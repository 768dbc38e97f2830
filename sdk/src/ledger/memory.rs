// Copyright 2021 Cargill Incorporated
//
// Licensed under the Apache License, Version 2.0 (the "License");
// you may not use this file except in compliance with the License.
// You may obtain a copy of the License at
//
//     http://www.apache.org/licenses/LICENSE-2.0
//
// Unless required by applicable law or agreed to in writing, software
// distributed under the License is distributed on an "AS IS" BASIS,
// WITHOUT WARRANTIES OR CONDITIONS OF ANY KIND, either express or implied.
// See the License for the specific language governing permissions and
// limitations under the License.

//! An in-memory, transactional reference ledger.
//!
//! Transactions are executed one at a time. Each runs against a [`MemoryTransactionContext`]
//! that buffers its writes; the buffer is committed only when the contract returns `Ok`.

use std::cell::RefCell;
use std::collections::BTreeMap;
use std::sync::atomic::{AtomicUsize, Ordering};
use std::sync::{Arc, Mutex, MutexGuard};

use serde_json::{Map, Value};

use super::composite_key::create_composite_key;
use super::context::{KeyValue, StateIterator, TransactionContext};
use super::error::{ApplyError, ContextError};
use super::handler::TransactionHandler;
use super::request::TransactionRequest;
use crate::error::InternalError;

type Entries = BTreeMap<String, Vec<u8>>;
type PendingEntries = BTreeMap<String, Option<Vec<u8>>>;

#[derive(Debug, Clone, Default, PartialEq)]
struct LedgerState {
    public: Entries,
    private: BTreeMap<String, Entries>,
}

impl LedgerState {
    fn commit(&mut self, write_set: WriteSet) {
        apply_writes(&mut self.public, write_set.public);
        for (collection, writes) in write_set.private {
            let entries = self.private.entry(collection.clone()).or_default();
            apply_writes(entries, writes);
            if entries.is_empty() {
                self.private.remove(&collection);
            }
        }
    }
}

fn apply_writes(entries: &mut Entries, writes: PendingEntries) {
    for (key, value) in writes {
        match value {
            Some(value) => {
                entries.insert(key, value);
            }
            None => {
                entries.remove(&key);
            }
        }
    }
}

/// Pending writes of one transaction. `None` marks a delete.
#[derive(Debug, Default)]
struct WriteSet {
    public: PendingEntries,
    private: BTreeMap<String, PendingEntries>,
}

/// A serializable copy of the committed ledger contents. Values are base64 encoded.
#[derive(Debug, Clone, Default, PartialEq, Serialize, Deserialize)]
pub struct LedgerSnapshot {
    #[serde(default)]
    public: BTreeMap<String, String>,
    #[serde(default)]
    private: BTreeMap<String, BTreeMap<String, String>>,
}

impl LedgerSnapshot {
    /// Number of committed entries across the public keyspace and all collections.
    pub fn entry_count(&self) -> usize {
        self.public.len() + self.private.values().map(BTreeMap::len).sum::<usize>()
    }
}

#[derive(Clone, Default)]
pub struct MemoryLedger {
    inner: Arc<Mutex<LedgerState>>,
    open_iterators: Arc<AtomicUsize>,
}

impl MemoryLedger {
    pub fn new() -> Self {
        MemoryLedger::default()
    }

    /// Restores a ledger from a snapshot taken with [`MemoryLedger::snapshot`].
    pub fn from_snapshot(snapshot: &LedgerSnapshot) -> Result<Self, ContextError> {
        let mut state = LedgerState {
            public: decode_entries(&snapshot.public)?,
            private: BTreeMap::new(),
        };
        for (collection, entries) in &snapshot.private {
            state
                .private
                .insert(collection.clone(), decode_entries(entries)?);
        }

        Ok(MemoryLedger {
            inner: Arc::new(Mutex::new(state)),
            open_iterators: Arc::new(AtomicUsize::new(0)),
        })
    }

    pub fn snapshot(&self) -> Result<LedgerSnapshot, ContextError> {
        let state = self.lock()?;
        Ok(LedgerSnapshot {
            public: encode_entries(&state.public),
            private: state
                .private
                .iter()
                .map(|(collection, entries)| (collection.clone(), encode_entries(entries)))
                .collect(),
        })
    }

    /// Executes `request` against `handler` as a single atomic transaction.
    pub fn execute<H: TransactionHandler>(
        &self,
        handler: &H,
        request: &TransactionRequest,
    ) -> Result<H::Response, ApplyError> {
        debug!(
            "Executing {} for {}",
            request.function(),
            request.creator()
        );
        self.with_context(|context| handler.apply(request, context))
    }

    /// Runs `f` inside a transaction. Writes made through the context are committed if `f`
    /// returns `Ok` and discarded otherwise.
    pub fn with_context<T, F>(&self, f: F) -> Result<T, ApplyError>
    where
        F: FnOnce(&dyn TransactionContext) -> Result<T, ApplyError>,
    {
        let mut state = self.lock()?;
        let (result, write_set) = {
            let context = MemoryTransactionContext::new(&*state, Arc::clone(&self.open_iterators));
            let result = f(&context)?;
            (result, context.into_write_set())
        };
        state.commit(write_set);
        Ok(result)
    }

    /// Reads a committed public entry.
    pub fn get_state_entry(&self, key: &str) -> Result<Option<Vec<u8>>, ContextError> {
        Ok(self.lock()?.public.get(key).cloned())
    }

    /// Reads a committed private entry.
    pub fn get_private_data(
        &self,
        collection: &str,
        key: &str,
    ) -> Result<Option<Vec<u8>>, ContextError> {
        Ok(self
            .lock()?
            .private
            .get(collection)
            .and_then(|entries| entries.get(key))
            .cloned())
    }

    /// Number of query iterators that have been handed out and not yet dropped.
    pub fn open_iterators(&self) -> usize {
        self.open_iterators.load(Ordering::SeqCst)
    }

    fn lock(&self) -> Result<MutexGuard<LedgerState>, ContextError> {
        self.inner.lock().map_err(|_| {
            ContextError::InternalError(InternalError::with_message(
                "Cannot access ledger: mutex lock poisoned".to_string(),
            ))
        })
    }
}

fn encode_entries(entries: &Entries) -> BTreeMap<String, String> {
    entries
        .iter()
        .map(|(key, value)| (key.clone(), base64::encode(value)))
        .collect()
}

fn decode_entries(entries: &BTreeMap<String, String>) -> Result<Entries, ContextError> {
    entries
        .iter()
        .map(|(key, value)| {
            base64::decode(value)
                .map(|bytes| (key.clone(), bytes))
                .map_err(|err| {
                    ContextError::InternalError(InternalError::from_source_with_prefix(
                        Box::new(err),
                        format!("Cannot decode snapshot entry {:?}", key),
                    ))
                })
        })
        .collect()
}

/// The view of the ledger handed to a contract for one transaction.
pub struct MemoryTransactionContext<'a> {
    committed: &'a LedgerState,
    writes: RefCell<WriteSet>,
    open_iterators: Arc<AtomicUsize>,
}

impl<'a> MemoryTransactionContext<'a> {
    fn new(committed: &'a LedgerState, open_iterators: Arc<AtomicUsize>) -> Self {
        MemoryTransactionContext {
            committed,
            writes: RefCell::new(WriteSet::default()),
            open_iterators,
        }
    }

    fn into_write_set(self) -> WriteSet {
        self.writes.into_inner()
    }

    fn iterator(&self, results: Vec<KeyValue>) -> StateIterator<'_> {
        Box::new(MemoryStateIterator::new(
            results,
            Arc::clone(&self.open_iterators),
        ))
    }
}

fn validate_key(key: &str) -> Result<(), ContextError> {
    if key.is_empty() {
        return Err(ContextError::InvalidKey("Key cannot be empty".to_string()));
    }
    Ok(())
}

fn validate_collection(collection: &str) -> Result<(), ContextError> {
    if collection.is_empty() {
        return Err(ContextError::InvalidKey(
            "Collection name cannot be empty".to_string(),
        ));
    }
    Ok(())
}

fn read_through(
    committed: Option<&Entries>,
    pending: Option<&PendingEntries>,
    key: &str,
) -> Option<Vec<u8>> {
    match pending.and_then(|pending| pending.get(key)) {
        Some(value) => value.clone(),
        None => committed.and_then(|entries| entries.get(key)).cloned(),
    }
}

/// Committed entries overlaid with pending writes, restricted to keys accepted by `filter`.
fn merged_entries<F>(
    committed: Option<&Entries>,
    pending: Option<&PendingEntries>,
    filter: F,
) -> Vec<KeyValue>
where
    F: Fn(&str) -> bool,
{
    let mut merged: Entries = committed
        .into_iter()
        .flat_map(|entries| entries.iter())
        .filter(|(key, _)| filter(key))
        .map(|(key, value)| (key.clone(), value.clone()))
        .collect();

    for (key, value) in pending
        .into_iter()
        .flat_map(|pending| pending.iter())
        .filter(|(key, _)| filter(key))
    {
        match value {
            Some(value) => {
                merged.insert(key.clone(), value.clone());
            }
            None => {
                merged.remove(key);
            }
        }
    }

    merged.into_iter().collect()
}

fn parse_selector(query: &str) -> Result<Map<String, Value>, ContextError> {
    let query: Value = serde_json::from_str(query)
        .map_err(|err| ContextError::QueryError(format!("Cannot parse query: {}", err)))?;
    match query.get("selector") {
        Some(Value::Object(selector)) => Ok(selector.clone()),
        _ => Err(ContextError::QueryError(
            "Query must contain a selector object".to_string(),
        )),
    }
}

fn matches_selector(selector: &Map<String, Value>, value: &[u8]) -> bool {
    match serde_json::from_slice::<Value>(value) {
        Ok(Value::Object(document)) => selector
            .iter()
            .all(|(field, expected)| document.get(field) == Some(expected)),
        _ => false,
    }
}

impl<'a> TransactionContext for MemoryTransactionContext<'a> {
    fn get_state_entry(&self, key: &str) -> Result<Option<Vec<u8>>, ContextError> {
        validate_key(key)?;
        let writes = self.writes.borrow();
        Ok(read_through(
            Some(&self.committed.public),
            Some(&writes.public),
            key,
        ))
    }

    fn set_state_entry(&self, key: String, value: Vec<u8>) -> Result<(), ContextError> {
        validate_key(&key)?;
        self.writes.borrow_mut().public.insert(key, Some(value));
        Ok(())
    }

    fn delete_state_entry(&self, key: &str) -> Result<(), ContextError> {
        validate_key(key)?;
        self.writes.borrow_mut().public.insert(key.to_string(), None);
        Ok(())
    }

    fn get_state_by_partial_composite_key(
        &self,
        object_type: &str,
        attributes: &[&str],
    ) -> Result<StateIterator<'_>, ContextError> {
        let prefix = create_composite_key(object_type, attributes)?;
        let writes = self.writes.borrow();
        let results = merged_entries(
            Some(&self.committed.public),
            Some(&writes.public),
            |key| key.starts_with(&prefix),
        );
        Ok(self.iterator(results))
    }

    fn get_private_data(
        &self,
        collection: &str,
        key: &str,
    ) -> Result<Option<Vec<u8>>, ContextError> {
        validate_collection(collection)?;
        validate_key(key)?;
        let writes = self.writes.borrow();
        Ok(read_through(
            self.committed.private.get(collection),
            writes.private.get(collection),
            key,
        ))
    }

    fn put_private_data(
        &self,
        collection: &str,
        key: String,
        value: Vec<u8>,
    ) -> Result<(), ContextError> {
        validate_collection(collection)?;
        validate_key(&key)?;
        self.writes
            .borrow_mut()
            .private
            .entry(collection.to_string())
            .or_default()
            .insert(key, Some(value));
        Ok(())
    }

    fn delete_private_data(&self, collection: &str, key: &str) -> Result<(), ContextError> {
        validate_collection(collection)?;
        validate_key(key)?;
        self.writes
            .borrow_mut()
            .private
            .entry(collection.to_string())
            .or_default()
            .insert(key.to_string(), None);
        Ok(())
    }

    fn get_private_data_query_result(
        &self,
        collection: &str,
        query: &str,
    ) -> Result<StateIterator<'_>, ContextError> {
        validate_collection(collection)?;
        let selector = parse_selector(query)?;
        let writes = self.writes.borrow();
        let results = merged_entries(
            self.committed.private.get(collection),
            writes.private.get(collection),
            |_| true,
        )
        .into_iter()
        .filter(|(_, value)| matches_selector(&selector, value))
        .collect();
        Ok(self.iterator(results))
    }
}

/// Cursor over a materialized result set. Holds its slot in the ledger's open iterator count
/// until dropped.
struct MemoryStateIterator {
    results: std::vec::IntoIter<KeyValue>,
    open_iterators: Arc<AtomicUsize>,
}

impl MemoryStateIterator {
    fn new(results: Vec<KeyValue>, open_iterators: Arc<AtomicUsize>) -> Self {
        open_iterators.fetch_add(1, Ordering::SeqCst);
        MemoryStateIterator {
            results: results.into_iter(),
            open_iterators,
        }
    }
}

impl Iterator for MemoryStateIterator {
    type Item = Result<KeyValue, ContextError>;

    fn next(&mut self) -> Option<Self::Item> {
        self.results.next().map(Ok)
    }
}

impl Drop for MemoryStateIterator {
    fn drop(&mut self) {
        self.open_iterators.fetch_sub(1, Ordering::SeqCst);
    }
}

*****

Please report how many lines in the listing above contain the word "LedgerSnapshot", and give nothing but the number.

5